**TASK OBJECTIVE:** This task calls for copying every line in the data below that contains the word "load".

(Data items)
-- Opening Marker --

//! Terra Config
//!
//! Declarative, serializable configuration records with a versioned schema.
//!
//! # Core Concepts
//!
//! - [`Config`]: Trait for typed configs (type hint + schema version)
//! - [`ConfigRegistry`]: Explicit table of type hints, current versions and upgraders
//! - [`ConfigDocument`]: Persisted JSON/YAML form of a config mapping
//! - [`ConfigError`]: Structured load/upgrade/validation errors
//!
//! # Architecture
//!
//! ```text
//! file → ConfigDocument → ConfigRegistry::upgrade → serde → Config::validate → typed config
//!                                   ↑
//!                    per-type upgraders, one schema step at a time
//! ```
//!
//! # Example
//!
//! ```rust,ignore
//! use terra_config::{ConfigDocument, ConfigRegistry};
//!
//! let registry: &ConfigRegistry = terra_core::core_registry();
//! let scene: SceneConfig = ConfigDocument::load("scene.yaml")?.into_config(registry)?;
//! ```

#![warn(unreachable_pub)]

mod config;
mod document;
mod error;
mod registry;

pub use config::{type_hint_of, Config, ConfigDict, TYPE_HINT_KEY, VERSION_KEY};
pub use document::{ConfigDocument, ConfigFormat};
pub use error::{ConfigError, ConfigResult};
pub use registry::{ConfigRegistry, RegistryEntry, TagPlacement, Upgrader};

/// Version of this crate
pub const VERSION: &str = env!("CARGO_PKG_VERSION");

-- Closing Marker --

**WORKED SOLUTION:**
//! - [`ConfigError`]: Structured load/upgrade/validation errors
//! let scene: SceneConfig = ConfigDocument::load("scene.yaml")?.into_config(registry)?;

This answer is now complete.